Collected data entries
=======

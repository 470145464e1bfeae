//! Supervisor Process
//!
//! Spawns worker processes for the multiprocess strategy and drives them
//! one task at a time over framed IPC.

use pacebench_ipc::{
    FailureKind, FrameError, FrameReader, FrameWriter, IPC_FD_ENV, PROTOCOL_VERSION,
    SupervisorCommand, WORKER_FLAG, WorkerCapabilities, WorkerMessage,
};
use std::os::unix::io::{FromRawFd, RawFd};
use std::os::unix::process::CommandExt;
use std::path::{Path, PathBuf};
use std::process::{Child, Command, Stdio};
use std::time::{Duration, Instant};
use thiserror::Error;

/// Failures of the supervisor side of a worker pipe
#[derive(Debug, Error)]
pub enum SupervisorError {
    /// The worker process could not be started
    #[error("Failed to spawn worker: {0}")]
    SpawnFailed(#[from] std::io::Error),

    /// Framing or transport failure
    #[error("IPC error: {0}")]
    IpcError(String),

    /// The worker died before answering
    #[error("Worker crashed: {0}")]
    WorkerCrashed(String),

    /// The worker did not answer within the task timeout
    #[error("Timeout waiting for worker")]
    Timeout,

    /// The worker answered out of protocol
    #[error("Worker protocol error: expected {expected}, got {got}")]
    ProtocolError {
        /// What the supervisor was waiting for
        expected: String,
        /// What arrived instead
        got: String,
    },
}

impl From<FrameError> for SupervisorError {
    fn from(e: FrameError) -> Self {
        SupervisorError::IpcError(e.to_string())
    }
}

/// Answer of a worker to one `Run`
#[derive(Debug, Clone, PartialEq)]
pub enum TaskReply {
    /// The workload returned a value
    Completed {
        /// Time spent inside the workload call, measured in the worker
        elapsed: Duration,
        /// Returned value
        value: i64,
    },
    /// The workload failed inside the worker
    Failed {
        /// Failure category
        kind: FailureKind,
        /// Failure detail
        message: String,
    },
}

#[derive(Debug)]
enum PollResult {
    DataAvailable,
    Timeout,
    PipeClosed,
    Error(std::io::Error),
}

/// Wait for data to be available on a file descriptor with timeout
fn wait_for_data(fd: RawFd, timeout_ms: i32) -> PollResult {
    let mut pollfd = libc::pollfd {
        fd,
        events: libc::POLLIN,
        revents: 0,
    };

    let result = unsafe { libc::poll(&mut pollfd, 1, timeout_ms) };

    if result < 0 {
        PollResult::Error(std::io::Error::last_os_error())
    } else if result == 0 {
        PollResult::Timeout
    } else if pollfd.revents & libc::POLLIN != 0 {
        // Even a closing pipe may still hold a complete frame
        PollResult::DataAvailable
    } else if pollfd.revents & (libc::POLLERR | libc::POLLHUP | libc::POLLNVAL) != 0 {
        PollResult::PipeClosed
    } else {
        PollResult::Timeout
    }
}

/// Create a close-on-exec pipe, returning (read_fd, write_fd)
fn create_pipe() -> Result<(RawFd, RawFd), std::io::Error> {
    let mut fds = [0 as RawFd; 2];
    let ret = unsafe { libc::pipe(fds.as_mut_ptr()) };
    if ret != 0 {
        return Err(std::io::Error::last_os_error());
    }
    for &fd in &fds {
        unsafe {
            let flags = libc::fcntl(fd, libc::F_GETFD);
            libc::fcntl(fd, libc::F_SETFD, flags | libc::FD_CLOEXEC);
        }
    }
    Ok((fds[0], fds[1]))
}

fn close_fd(fd: RawFd) {
    unsafe {
        libc::close(fd);
    }
}

fn send_sigterm(pid: u32) -> Result<(), std::io::Error> {
    let ret = unsafe { libc::kill(pid as libc::pid_t, libc::SIGTERM) };
    if ret == -1 {
        Err(std::io::Error::last_os_error())
    } else {
        Ok(())
    }
}

/// How long `poll` blocks before re-checking the child and the deadline
const POLL_SLICE: Duration = Duration::from_millis(100);

/// How long a SIGTERM'd worker gets to exit before SIGKILL
const TERMINATE_GRACE: Duration = Duration::from_millis(200);

/// How long [`WorkerHandle::ping`] waits for the `Pong`
pub const PING_TIMEOUT: Duration = Duration::from_secs(5);

/// One live worker process
pub struct WorkerHandle {
    child: Child,
    reader: FrameReader<std::fs::File>,
    writer: FrameWriter<std::fs::File>,
    capabilities: WorkerCapabilities,
    timeout: Option<Duration>,
    msg_read_fd: RawFd,
}

impl WorkerHandle {
    /// Spawn this executable as a worker
    pub fn spawn(timeout: Option<Duration>) -> Result<Self, SupervisorError> {
        let binary = std::env::current_exe().map_err(SupervisorError::SpawnFailed)?;
        Self::spawn_binary(&binary, timeout)
    }

    /// Spawn `binary --pacebench-worker` with commands on fd 3 and
    /// messages on fd 4, and wait for its handshake
    pub fn spawn_binary(binary: &Path, timeout: Option<Duration>) -> Result<Self, SupervisorError> {
        // cmd pipe: supervisor writes -> worker reads on fd 3
        let (cmd_read, cmd_write) = create_pipe()?;
        // msg pipe: worker writes on fd 4 -> supervisor reads
        let (msg_read, msg_write) = match create_pipe() {
            Ok(fds) => fds,
            Err(e) => {
                close_fd(cmd_read);
                close_fd(cmd_write);
                return Err(SupervisorError::SpawnFailed(e));
            }
        };

        let mut command = Command::new(binary);
        command
            .arg(WORKER_FLAG)
            .env(IPC_FD_ENV, "3,4")
            .stdin(Stdio::null())
            .stdout(Stdio::null())
            .stderr(Stdio::inherit());

        // SAFETY: only async-signal-safe libc calls between fork and exec.
        unsafe {
            command.pre_exec(move || {
                // Park both ends above the target slots first so that a pipe
                // end already sitting on 3 or 4 is not clobbered by dup2.
                let cmd = libc::fcntl(cmd_read, libc::F_DUPFD, 10);
                let msg = libc::fcntl(msg_write, libc::F_DUPFD, 10);
                if cmd < 0 || msg < 0 {
                    return Err(std::io::Error::last_os_error());
                }
                // dup2 leaves the new descriptors without FD_CLOEXEC
                if libc::dup2(cmd, 3) < 0 || libc::dup2(msg, 4) < 0 {
                    return Err(std::io::Error::last_os_error());
                }
                libc::close(cmd);
                libc::close(msg);
                Ok(())
            });
        }

        let child = match command.spawn() {
            Ok(c) => c,
            Err(e) => {
                close_fd(cmd_read);
                close_fd(cmd_write);
                close_fd(msg_read);
                close_fd(msg_write);
                return Err(SupervisorError::SpawnFailed(e));
            }
        };

        // Close the child-side ends so a dead worker shows up as POLLHUP
        close_fd(cmd_read);
        close_fd(msg_write);

        let writer_file = unsafe { std::fs::File::from_raw_fd(cmd_write) };
        let mut reader = FrameReader::new(unsafe { std::fs::File::from_raw_fd(msg_read) });

        let capabilities = match Self::read_hello(&mut reader) {
            Ok(caps) => caps,
            Err(e) => {
                let mut child = child;
                let _ = child.kill();
                let _ = child.wait();
                return Err(e);
            }
        };
        tracing::debug!(
            pid = capabilities.pid,
            workloads = capabilities.workload_count,
            "worker ready"
        );

        Ok(Self {
            child,
            reader,
            writer: FrameWriter::new(writer_file),
            capabilities,
            timeout,
            msg_read_fd: msg_read,
        })
    }

    /// Wait for Hello and check the protocol version
    fn read_hello(
        reader: &mut FrameReader<std::fs::File>,
    ) -> Result<WorkerCapabilities, SupervisorError> {
        let msg: WorkerMessage = match reader.read() {
            Ok(msg) => msg,
            Err(FrameError::EndOfStream) => {
                return Err(SupervisorError::WorkerCrashed(
                    "worker exited before handshake".to_string(),
                ));
            }
            Err(e) => return Err(e.into()),
        };

        match msg {
            WorkerMessage::Hello(caps) if caps.protocol_version == PROTOCOL_VERSION => Ok(caps),
            WorkerMessage::Hello(caps) => Err(SupervisorError::ProtocolError {
                expected: format!("protocol version {PROTOCOL_VERSION}"),
                got: format!("protocol version {}", caps.protocol_version),
            }),
            other => Err(SupervisorError::ProtocolError {
                expected: "Hello".to_string(),
                got: format!("{other:?}"),
            }),
        }
    }

    /// Capabilities reported during handshake
    pub fn capabilities(&self) -> &WorkerCapabilities {
        &self.capabilities
    }

    /// Run one task and wait for its reply.
    ///
    /// On `Timeout` the worker has been terminated and the handle must be
    /// dropped.
    pub fn run_task(
        &mut self,
        task_index: usize,
        workload: &str,
        param: u64,
    ) -> Result<TaskReply, SupervisorError> {
        let task_index = u32::try_from(task_index)
            .map_err(|_| SupervisorError::IpcError(format!("task index {task_index} exceeds u32")))?;

        self.writer.write(&SupervisorCommand::Run {
            task_index,
            workload: workload.to_string(),
            param,
        })?;

        let msg = self.await_reply(self.timeout)?;
        match msg {
            WorkerMessage::Complete {
                task_index: idx,
                elapsed_nanos,
                value,
            } if idx == task_index => Ok(TaskReply::Completed {
                elapsed: Duration::from_nanos(elapsed_nanos),
                value,
            }),
            WorkerMessage::Failure {
                task_index: idx,
                kind,
                message,
            } if idx == task_index => Ok(TaskReply::Failed { kind, message }),
            other => Err(SupervisorError::ProtocolError {
                expected: format!("reply for task {task_index}"),
                got: format!("{other:?}"),
            }),
        }
    }

    /// Next message from the worker. Past `limit` the worker is terminated
    /// and `Timeout` returned.
    fn await_reply(&mut self, limit: Option<Duration>) -> Result<WorkerMessage, SupervisorError> {
        let start = Instant::now();
        loop {
            let slice = match limit {
                Some(limit) => {
                    let remaining = limit.saturating_sub(start.elapsed());
                    if remaining.is_zero() {
                        self.terminate();
                        return Err(SupervisorError::Timeout);
                    }
                    remaining.min(POLL_SLICE)
                }
                None => POLL_SLICE,
            };

            // Buffered bytes may be an incomplete frame that never completes
            if self.reader.has_buffered_data() {
                if !self.is_alive() {
                    return Err(SupervisorError::WorkerCrashed(
                        "worker exited with a partial frame buffered".to_string(),
                    ));
                }
            } else {
                match wait_for_data(self.msg_read_fd, slice.as_millis() as i32) {
                    PollResult::DataAvailable => {}
                    PollResult::Timeout => {
                        if !self.is_alive() {
                            return Err(SupervisorError::WorkerCrashed(self.exit_description()));
                        }
                        continue;
                    }
                    PollResult::PipeClosed => {
                        return Err(SupervisorError::WorkerCrashed(self.exit_description()));
                    }
                    PollResult::Error(e) => {
                        return Err(SupervisorError::WorkerCrashed(format!("pipe error: {e}")));
                    }
                }
            }

            return match self.reader.read() {
                Ok(msg) => Ok(msg),
                Err(FrameError::EndOfStream) => {
                    Err(SupervisorError::WorkerCrashed(self.exit_description()))
                }
                Err(e) => {
                    if !self.is_alive() {
                        return Err(SupervisorError::WorkerCrashed(self.exit_description()));
                    }
                    Err(e.into())
                }
            };
        }
    }

    /// SIGTERM, short grace period, then SIGKILL
    fn terminate(&mut self) {
        let _ = send_sigterm(self.child.id());
        let deadline = Instant::now() + TERMINATE_GRACE;
        while Instant::now() < deadline {
            if !self.is_alive() {
                return;
            }
            std::thread::sleep(Duration::from_millis(10));
        }
        let _ = self.child.kill();
        let _ = self.child.wait();
    }

    fn exit_description(&mut self) -> String {
        // Give the kernel a moment to publish the exit status
        for _ in 0..20 {
            if let Ok(Some(status)) = self.child.try_wait() {
                return format!("worker process exited: {status}");
            }
            std::thread::sleep(Duration::from_millis(5));
        }
        "worker closed its pipe".to_string()
    }

    /// Check the worker is alive and still reading commands.
    ///
    /// Waits up to [`PING_TIMEOUT`] for the `Pong`; a worker that misses it
    /// is terminated.
    pub fn ping(&mut self) -> Result<(), SupervisorError> {
        self.writer.write(&SupervisorCommand::Ping)?;
        match self.await_reply(Some(PING_TIMEOUT))? {
            WorkerMessage::Pong => Ok(()),
            other => Err(SupervisorError::ProtocolError {
                expected: "Pong".to_string(),
                got: format!("{other:?}"),
            }),
        }
    }

    /// Ask the worker to exit and reap it
    pub fn shutdown(mut self) -> Result<(), SupervisorError> {
        self.writer.write(&SupervisorCommand::Shutdown)?;
        let _ = self.child.wait();
        Ok(())
    }

    /// Check if worker process is still running
    pub fn is_alive(&mut self) -> bool {
        matches!(self.child.try_wait(), Ok(None))
    }
}

impl Drop for WorkerHandle {
    fn drop(&mut self) {
        if self.is_alive() {
            self.terminate();
        }
    }
}

/// Where worker processes come from
#[derive(Debug, Clone, Default)]
pub struct WorkerLauncher {
    binary: Option<PathBuf>,
    timeout: Option<Duration>,
}

impl WorkerLauncher {
    /// Launcher for `binary` (this executable when `None`)
    pub fn new(binary: Option<PathBuf>, timeout: Option<Duration>) -> Self {
        Self { binary, timeout }
    }

    /// Binary that will be executed
    pub fn binary(&self) -> std::io::Result<PathBuf> {
        match &self.binary {
            Some(path) => Ok(path.clone()),
            None => std::env::current_exe(),
        }
    }

    /// Start one worker
    pub fn launch(&self) -> Result<WorkerHandle, SupervisorError> {
        let binary = self.binary()?;
        WorkerHandle::spawn_binary(&binary, self.timeout)
    }
}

=======

Requirement
Wherever "PathBuf" turns up in the records, copy the whole line.

Solution for this exercise
use std::path::{Path, PathBuf};
    binary: Option<PathBuf>,
    pub fn new(binary: Option<PathBuf>, timeout: Option<Duration>) -> Self {
    pub fn binary(&self) -> std::io::Result<PathBuf> {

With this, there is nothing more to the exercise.